We sometimes keep track of tokens matched to dictionary patters but it is not easy (see #2063). tokens_replace() can be used add keys to original tokens (e.g. "United States/Countries") but only with fixed patterns.

require(quanteda)
txt <- c(d1 = "The United States is bordered by the Atlantic Ocean and the Pacific Ocean.",
         d2 = "The Supreme Court of the United States is seldom in a united state.")
toks <- tokens(txt, remove_punct = TRUE)

dict <- dictionary(list(Countries = c("United States", "Federal Republic of Germany"),
                        Cceans = c("Atlantic Ocean", "Pacific Ocean")), tolower = FALSE)

tokens_lookup(toks, dict)
#> Tokens consisting of 2 documents.
#> d1 :
#> [1] "Countries" "Cceans"    "Cceans"   
#> 
#> d2 :
#> [1] "Countries"

To use tokens_replace(), we need to know all the matches beforehand. It is not possible when patterns are glob.

# fixed dictionary

pat <- unlist(dict, use.names = FALSE)
rep <- paste0(pat, "/" ,rep(names(dict), lengths(dict)))
tokens_replace(toks, phrase(pat), rep)
#> Tokens consisting of 2 documents.
#> d1 :
#>  [1] "The"                     "United States/Countries"
#>  [3] "is"                      "bordered"               
#>  [5] "by"                      "the"                    
#>  [7] "Atlantic Ocean/Cceans"   "and"                    
#>  [9] "the"                     "Pacific Ocean/Cceans"   
#> 
#> d2 :
#>  [1] "The"                     "Supreme"                
#>  [3] "Court"                   "of"                     
#>  [5] "the"                     "United States/Countries"
#>  [7] "is"                      "seldom"                 
#>  [9] "in"                      "a"                      
#> [11] "united"                  "state"

# glob dictionary

dict2 <- dictionary(list(Countries = c("* States", "Federal Republic of *"),
                         Cceans = c("* Ocean")), tolower = FALSE)
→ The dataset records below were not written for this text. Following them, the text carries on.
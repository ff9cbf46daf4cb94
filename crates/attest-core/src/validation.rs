//! Submission validation rules.
//!
//! A pure function of `(selected_count, questions, responses)` producing an
//! ordered, exhaustive list of violations. Recomputed on every relevant state
//! change; all violations surface together, never just the first.
//!
//! # Rules
//!
//! | Rule | Emits |
//! |------|-------|
//! | selection non-empty | "At least one model must be selected." |
//! | answer completeness | "Question \"{code}\" must be answered." |
//! | comment-if-no | "Question \"{code}\" requires a comment when answered \"No\"." |
//!
//! Ordering: the selection rule first, then per-question completeness, then
//! per-question comment-if-no, each in question order.

use std::fmt;

use serde::{Deserialize, Serialize};

use crate::questionnaire::{Answer, Question, ResponseSet};

/// Which rule a violation came from.
#[derive(Debug, Clone, Copy, PartialEq, Eq, Serialize, Deserialize)]
#[serde(rename_all = "snake_case")]
pub enum RuleKind {
    /// At least one model must be selected for submission.
    SelectionNonEmpty,
    /// Every active question must carry an answer.
    AnswerCompleteness,
    /// A "No" answer on a flagged question must carry a comment.
    CommentRequiredIfNo,
}

/// One human-readable validation violation.
#[derive(Debug, Clone, PartialEq, Eq, Serialize, Deserialize)]
pub struct Violation {
    /// The rule that produced this violation.
    pub rule: RuleKind,
    /// The question code, for question-scoped rules.
    pub question_code: Option<String>,
}

impl Violation {
    fn selection() -> Self {
        Self {
            rule: RuleKind::SelectionNonEmpty,
            question_code: None,
        }
    }

    fn unanswered(code: &str) -> Self {
        Self {
            rule: RuleKind::AnswerCompleteness,
            question_code: Some(code.to_string()),
        }
    }

    fn comment_required(code: &str) -> Self {
        Self {
            rule: RuleKind::CommentRequiredIfNo,
            question_code: Some(code.to_string()),
        }
    }
}

impl fmt::Display for Violation {
    fn fmt(&self, f: &mut fmt::Formatter<'_>) -> fmt::Result {
        let code = self.question_code.as_deref().unwrap_or("");
        match self.rule {
            RuleKind::SelectionNonEmpty => {
                write!(f, "At least one model must be selected.")
            },
            RuleKind::AnswerCompleteness => {
                write!(f, "Question \"{code}\" must be answered.")
            },
            RuleKind::CommentRequiredIfNo => {
                write!(
                    f,
                    "Question \"{code}\" requires a comment when answered \"No\"."
                )
            },
        }
    }
}

/// Validates a bulk submission. Exhaustive: all violations are returned.
#[must_use]
pub fn validate(
    selected_count: usize,
    questions: &[Question],
    responses: &ResponseSet,
) -> Vec<Violation> {
    let mut violations = Vec::new();
    if selected_count == 0 {
        violations.push(Violation::selection());
    }
    violations.extend(validate_responses(questions, responses));
    violations
}

/// Validates only the response rules (completeness and comment-if-no).
///
/// The single-record submit guard uses this form: the selection rule does
/// not apply when one record is submitted on its own.
#[must_use]
pub fn validate_responses(questions: &[Question], responses: &ResponseSet) -> Vec<Violation> {
    let mut violations = Vec::new();
    for q in questions {
        let answered = responses.get(q.id).is_some_and(|r| r.answer.is_answered());
        if !answered {
            violations.push(Violation::unanswered(&q.code));
        }
    }
    for q in questions {
        if !q.requires_comment_if_no {
            continue;
        }
        let Some(r) = responses.get(q.id) else { continue };
        if r.answer == Answer::No && !r.has_comment() {
            violations.push(Violation::comment_required(&q.code));
        }
    }
    violations
}

/// Returns `true` when submission is permitted: no violations and no submit
/// already in flight.
#[must_use]
pub fn can_submit(violations: &[Violation], is_submitting: bool) -> bool {
    violations.is_empty() && !is_submitting
}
pat2 <- unlist(dict2, use.names = FALSE)
rep2 <- paste0(pat2, "/" ,rep(names(dict2), lengths(dict2)))
tokens_replace(toks, phrase(pat2), rep2)
#> Tokens consisting of 2 documents.
#> d1 :
#>  [1] "The"                "* States/Countries" "is"                
#>  [4] "bordered"           "by"                 "the"               
#>  [7] "* Ocean/Cceans"     "and"                "the"               
#> [10] "* Ocean/Cceans"    
#> 
#> d2 :
#>  [1] "The"                "Supreme"            "Court"             
#>  [4] "of"                 "the"                "* States/Countries"
#>  [7] "is"                 "seldom"             "in"                
#> [10] "a"                  "united"             "state"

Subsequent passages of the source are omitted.